I was visited on June 2 by a lovely bloke from Melbourne University who wanted to talk forest thinning. I took him on a tour and showed him our sites … and never heard from him again. Similarly with an agricultural messiah who was full of grand plans for our farm. Gone without trace.
Tyre kickers visit the farm all the time, enthralled by our efforts, but seemingly unable to gain leverage over their department, move to another job or move on to the next dream.
We are talking forest plans, which need at least thirty years to show their merit while Australia plans within a three-year electoral cycle. We must think further into the future and back the plans produced by thought and research. We know that the fires of 2019 will return with increased frequency, finding ways to make the national forests less dangerous is crucial to the national safety response to global warming.
The season became cooler with quilts of mist at dawn and the currawongs and bowerbirds hungrier, so Bell’s food bowl was watched carefully and subject to lightning raids. Bell is too mild and creaky to object these days.
That night I was sitting around the BBQ fire, contemplating the slow arrival of sunset and a lovely cold, Dark Emu, when I was invaded by hundreds of Fork-tailed Swifts and perhaps Needletails. I find them difficult to distinguish.

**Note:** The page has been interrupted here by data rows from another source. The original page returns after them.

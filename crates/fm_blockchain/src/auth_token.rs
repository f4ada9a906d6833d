use chrono::{DateTime, Duration, SecondsFormat, Utc};
use rand::RngCore;
use serde::{Deserialize, Serialize};
use tracing::{debug, warn};

use fm_core::{FundError, FundManagerConfig, crypto};

use crate::networks::BEARER;

/// Payload of an auth token before encryption.
#[derive(Debug, Clone, PartialEq, Eq, Serialize, Deserialize)]
#[serde(rename_all = "camelCase")]
pub struct AuthTokenBody {
    pub start_date_time: String,
    pub end_date_time: String,
    pub random_key: String,
}

impl AuthTokenBody {
    /// Decrypt and parse a token issued under `api_key`.
    pub fn decode(token: &str, api_key: &str) -> Result<Self, FundError> {
        let json = crypto::decrypt(token, api_key)?;
        Ok(serde_json::from_str(&json)?)
    }

    /// Whether `now` falls inside the token's validity window (inclusive).
    pub fn is_valid_at(&self, now: DateTime<Utc>) -> Result<bool, FundError> {
        let start = parse_timestamp(&self.start_date_time)?;
        let end = parse_timestamp(&self.end_date_time)?;
        Ok(start <= now && now <= end)
    }
}

fn format_timestamp(at: DateTime<Utc>) -> String {
    at.to_rfc3339_opts(SecondsFormat::Secs, true)
}

fn parse_timestamp(raw: &str) -> Result<DateTime<Utc>, FundError> {
    DateTime::parse_from_rfc3339(raw)
        .map(|t| t.with_timezone(&Utc))
        .map_err(|e| FundError::InvalidToken(format!("bad timestamp {raw:?}: {e}")))
}

/// Opaque encrypted token for the multiswap backend.
#[derive(Debug, Clone, PartialEq, Eq)]
pub struct AuthToken(String);

impl AuthToken {
    pub fn as_str(&self) -> &str {
        &self.0
    }

    pub fn into_inner(self) -> String {
        self.0
    }

    /// `Authorization` header value: `"Bearer <token>"`.
    pub fn bearer_header(&self) -> String {
        format!("{BEARER}{}", self.0)
    }
}

/// Issues short-lived auth tokens encrypted under the API key.
#[derive(Debug, Clone)]
pub struct AuthTokenIssuer {
    api_key: String,
    window: Duration,
    random_bytes: usize,
}

impl AuthTokenIssuer {
    pub fn new(api_key: impl Into<String>, window: Duration, random_bytes: usize) -> Self {
        Self {
            api_key: api_key.into(),
            window,
            random_bytes,
        }
    }

    pub fn from_config(config: &FundManagerConfig) -> Result<Self, FundError> {
        if config.auth_token_window_secs < 0 {
            return Err(FundError::Config(format!(
                "auth_token_window_secs must not be negative, got {}",
                config.auth_token_window_secs
            )));
        }
        Ok(Self::new(
            config.api_key()?,
            Duration::seconds(config.auth_token_window_secs),
            config.auth_token_random_bytes,
        ))
    }

    pub fn issue(&self) -> Result<AuthToken, FundError> {
        self.issue_at(Utc::now())
    }

    /// Build a token valid from `now - window` to `now + window`.
    pub fn issue_at(&self, now: DateTime<Utc>) -> Result<AuthToken, FundError> {
        let body = self.body_at(now);
        let json = serde_json::to_string(&body)?;
        let token = crypto::encrypt(&json, &self.api_key)?;
        debug!(
            start = %body.start_date_time,
            end = %body.end_date_time,
            "auth token issued"
        );
        Ok(AuthToken(token))
    }

    fn body_at(&self, now: DateTime<Utc>) -> AuthTokenBody {
        let mut nonce = vec![0u8; self.random_bytes];
        rand::rng().fill_bytes(&mut nonce);

        AuthTokenBody {
            start_date_time: format_timestamp(now - self.window),
            end_date_time: format_timestamp(now + self.window),
            random_key: hex::encode(nonce),
        }
    }
}

/// Fail-soft token creation: logs and returns an empty string on failure.
pub fn create_auth_token_for_multiswap_backend(config: &FundManagerConfig) -> String {
    AuthTokenIssuer::from_config(config)
        .and_then(|issuer| issuer.issue())
        .map(AuthToken::into_inner)
        .unwrap_or_else(|e| {
            warn!(error = %e, "failed to create auth token");
            String::new()
        })
}
use serde::{Deserialize, Serialize};

/// Kinds of resources the manifest can list
#[derive(Debug, Clone, Copy, PartialEq, Eq, Hash, Serialize, Deserialize)]
#[serde(rename_all = "kebab-case")]
pub enum Category {
    Lisp,
    Font,
}

impl Category {
    /// Key used in the manifest
    pub fn name(&self) -> &'static str {
        match self {
            Category::Lisp => "lisp",
            Category::Font => "font",
        }
    }

    /// Get the display name of the category
    pub fn display_name(&self) -> &'static str {
        match self {
            Category::Lisp => "Lisp libraries",
            Category::Font => "Fonts",
        }
    }

    pub fn all() -> &'static [Category] {
        &[Category::Lisp, Category::Font]
    }
}

impl std::fmt::Display for Category {
    fn fmt(&self, f: &mut std::fmt::Formatter<'_>) -> std::fmt::Result {
        write!(f, "{}", self.display_name())
    }
}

They visit only three or four times a year and always precede a weather change. The bird travels between here and Siberia at speeds of around 125 kilometres per hour. When they pass you it is with the sound of a text being sent. Woosh.
I stood up to watch the arrival but then they started coursing the house paddock and flicked past me at knee height, war heads the size of falcons. I was surrounded by these missiles, too scared to move, hoping that their dexterity would preserve both them and me.